Why Home Depot is the go-to home improvement stock: Strategist

0

On today’s Good Buy or Goodbye segment, Yahoo Finance’s Julie Hyman is joined by Zacks Investment Management Client Portfolio Manager Brian Mulberry to dissect his stock picks in the home improvement sector.

Mulberry names Home Depot (HD) as a stock to buy, highlighting the company’s integrated retail strategy, which he believes “enhances their digital footprint.” This approach allows Home Depot to gather more data on consumer trends and increase “wallet share.” Additionally, Mulberry notes that the company connects consumers with contractors, enabling them to “maintain better margins” and boost cost control. Lastly, he emphasizes that Home Depot has maintained its professional market share by offering a “wider selection of products that help contractors,” thereby increasing margins.

On the other hand, Mulberry identifies Lowe’s (LOW) as a stock to avoid.

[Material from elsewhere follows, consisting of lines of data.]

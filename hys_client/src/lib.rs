pub use crate::client::*;
pub use crate::config::*;
pub use crate::error::*;
pub use crate::feedback::*;

mod client;
mod config;
mod error;
mod feedback;
use std::hash::Hash;

use indexmap::IndexSet;
use serde::{Deserialize, Serialize};

pub const FEEDBACK_COLUMNS: [&str; 5] = ["feedback_id", "userType", "author", "country", "created"];
pub const ATTACHMENT_COLUMNS: [&str; 4] = ["feedback_id", "document_id", "file_name", "userType"];

/// One normalized feedback submission (a row of `feedback.csv`).
#[derive(Debug, Clone, Default, PartialEq, Eq, Hash, Serialize, Deserialize)]
pub struct FeedbackRecord {
    pub feedback_id: Option<String>,
    #[serde(rename = "userType")]
    pub user_type: Option<String>,
    pub author: Option<String>,
    pub country: Option<String>,
    pub created: Option<String>,
}

/// One attachment reference (a row of `attachments.csv`). `user_type` is
/// copied from the parent feedback item.
#[derive(Debug, Clone, Default, PartialEq, Eq, Hash, Serialize, Deserialize)]
pub struct AttachmentRecord {
    pub feedback_id: Option<String>,
    pub document_id: Option<String>,
    pub file_name: Option<String>,
    #[serde(rename = "userType")]
    pub user_type: Option<String>,
}

/// Drop exact duplicate rows, keeping the first occurrence of each.
pub fn dedup_rows<T>(rows: impl IntoIterator<Item = T>) -> Vec<T>
where
    T: Eq + Hash,
{
    rows.into_iter().collect::<IndexSet<T>>().into_iter().collect()
}

/// Whether `user_type` passes an optional allow-list. Without a list every
/// row passes; with one, rows lacking a user type are rejected.
pub fn user_type_allowed(user_type: Option<&str>, allow: Option<&[String]>) -> bool {
    match allow {
        None => true,
        Some(list) if list.is_empty() => true,
        Some(list) => user_type.is_some_and(|t| list.iter().any(|a| a == t)),
    }
}
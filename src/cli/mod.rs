//! Command implementations behind the `hys` binary. Each `run_*` takes a
//! plain config struct so the commands can be driven without clap.

pub mod compare;
pub mod download;
pub mod fetch;
pub mod organize;

pub use compare::{run_compare, CompareCommandConfig};
pub use download::{run_download, DownloadCommandConfig};
pub use fetch::{run_fetch, FetchCommandConfig};
pub use organize::{run_organize, OrganizeCommandConfig, OrganizeStrategy};

use hys_client::HysConfig;

/// Client settings from `HYS_*` env vars, with `--base-url` taking precedence.
pub fn client_config(base_url: Option<&str>) -> HysConfig {
    let cfg = HysConfig::from_env();
    match base_url {
        Some(base) => cfg.with_base_url(base),
        None => cfg,
    }
}
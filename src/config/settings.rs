use crate::core::MIN_TRANSACTION_FEE;
use crate::error::{LedgerError, Result};
use crate::storage::encrypted::MIN_KDF_ITERATIONS;
use once_cell::sync::Lazy;
use serde::{Deserialize, Serialize};
use std::env;
use std::fs;
use std::path::Path;
use std::str::FromStr;

/// Defaults plus environment overrides, read once per process
pub static GLOBAL_CONFIG: Lazy<Config> = Lazy::new(|| {
    Config::load(None).unwrap_or_else(|e| {
        log::warn!("Ignoring invalid environment configuration: {e}");
        Config::default()
    })
});

const DATA_DIR_KEY: &str = "LEDGER_DATA_DIR";
const WALLET_FILE_KEY: &str = "LEDGER_WALLET_FILE";
const MIN_FEE_KEY: &str = "LEDGER_MIN_FEE";
const KDF_ITERATIONS_KEY: &str = "LEDGER_KDF_ITERATIONS";
const PASSPHRASE_KEY: &str = "LEDGER_WALLET_PASSPHRASE";

#[derive(Debug, Clone, PartialEq, Eq, Serialize, Deserialize)]
#[serde(default)]
pub struct Config {
    pub data_dir: String,
    pub wallet: WalletConfig,
}

#[derive(Debug, Clone, PartialEq, Eq, Serialize, Deserialize)]
#[serde(default)]
pub struct WalletConfig {
    /// Storage path of the encrypted wallet blob
    pub wallet_file: String,
    /// Lowest fee `create_transaction` accepts
    pub min_fee: u64,
    /// PBKDF2 rounds; not recorded in the blob, so changing it locks out
    /// existing wallet files
    pub kdf_iterations: u32,
}

impl Default for Config {
    fn default() -> Self {
        Config {
            data_dir: "./data".to_string(),
            wallet: WalletConfig::default(),
        }
    }
}

impl Default for WalletConfig {
    fn default() -> Self {
        WalletConfig {
            wallet_file: "wallet.dat".to_string(),
            min_fee: MIN_TRANSACTION_FEE,
            kdf_iterations: MIN_KDF_ITERATIONS,
        }
    }
}

impl Config {
    /// Optional TOML file, then environment overrides, then validation
    pub fn load(path: Option<&Path>) -> Result<Config> {
        let mut config = match path {
            Some(path) => {
                let text = fs::read_to_string(path).map_err(|e| {
                    LedgerError::Config(format!("cannot read {}: {e}", path.display()))
                })?;
                Self::from_toml_str(&text)?
            }
            None => Config::default(),
        };
        config.apply_overrides(|key| env::var(key).ok())?;
        config.validate()?;
        Ok(config)
    }

    pub fn from_toml_str(text: &str) -> Result<Config> {
        toml::from_str(text).map_err(|e| LedgerError::Config(format!("invalid TOML: {e}")))
    }

    /// Apply `LEDGER_*` overrides looked up through `lookup`
    pub fn apply_overrides<F>(&mut self, lookup: F) -> Result<()>
    where
        F: Fn(&str) -> Option<String>,
    {
        if let Some(dir) = lookup(DATA_DIR_KEY) {
            self.data_dir = dir;
        }
        if let Some(file) = lookup(WALLET_FILE_KEY) {
            self.wallet.wallet_file = file;
        }
        if let Some(fee) = lookup(MIN_FEE_KEY) {
            self.wallet.min_fee = parse_var(MIN_FEE_KEY, &fee)?;
        }
        if let Some(iterations) = lookup(KDF_ITERATIONS_KEY) {
            self.wallet.kdf_iterations = parse_var(KDF_ITERATIONS_KEY, &iterations)?;
        }
        Ok(())
    }

    pub fn validate(&self) -> Result<()> {
        if self.data_dir.is_empty() {
            return Err(LedgerError::Config("data_dir must be set".to_string()));
        }
        if self.wallet.wallet_file.is_empty() {
            return Err(LedgerError::Config("wallet_file must be set".to_string()));
        }
        if self.wallet.min_fee == 0 {
            return Err(LedgerError::Config("min_fee must be positive".to_string()));
        }
        if self.wallet.kdf_iterations < MIN_KDF_ITERATIONS {
            return Err(LedgerError::Config(format!(
                "kdf_iterations must be at least {MIN_KDF_ITERATIONS}"
            )));
        }
        Ok(())
    }

    pub fn get_data_dir(&self) -> &Path {
        Path::new(&self.data_dir)
    }
}

/// Wallet passphrase from the environment, if set
pub fn wallet_passphrase_from_env() -> Option<String> {
    env::var(PASSPHRASE_KEY).ok()
}

fn parse_var<T: FromStr>(key: &str, value: &str) -> Result<T>
where
    T::Err: std::fmt::Display,
{
    value
        .trim()
        .parse()
        .map_err(|e| LedgerError::Config(format!("{key}={value}: {e}")))
}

He points out that the company is experiencing a consumer spending pullback on big-ticket discretionary items, which he expects to be reflected in their upcoming earnings report as “it’s already a measurable change to the downside.” Furthermore, Mulberry notes that Lowe’s is grappling with “inventory control problems,” leading to a loss of margins. Lastly, he highlights the company’s substantial debt on its balance sheet, which he says has to be “repriced at a much higher interest rate” under the current rate environment.

For more expert insight and the latest market action, click here to watch this full episode of Market Domination.

This post was written by Angel Smith

Video Transcript

It’s a big, noisy universe of stocks out there.

Welcome to goodbye or goodbye.

Our goal.

To help cut through that noise to navigate the best moves for your portfolio.

Today we’re examining the foundation of two giants in the home improvement sector, joining me here to discuss Brian Mulberry, that investment management client portfolio manager.

Good to see you again.

Thanks for coming back to goodbye.

Goodbye.

Absolutely.

And we’re talking about the home retail home improvement retail market specifically here.

And let’s start with the stock that you like, one that we just heard from and that is Home Depot.

The shares have done pretty well over the past year or so, so let’s get to the reasons why you like it.

First of all, there’s what you call their integrated retail strategy that they deployed after covid.

What does that entail, and how is it helping them?

What they really did is enhance their digital footprint, so it’s increased a lot of Web traffic from consumers, and the return on that investment is data.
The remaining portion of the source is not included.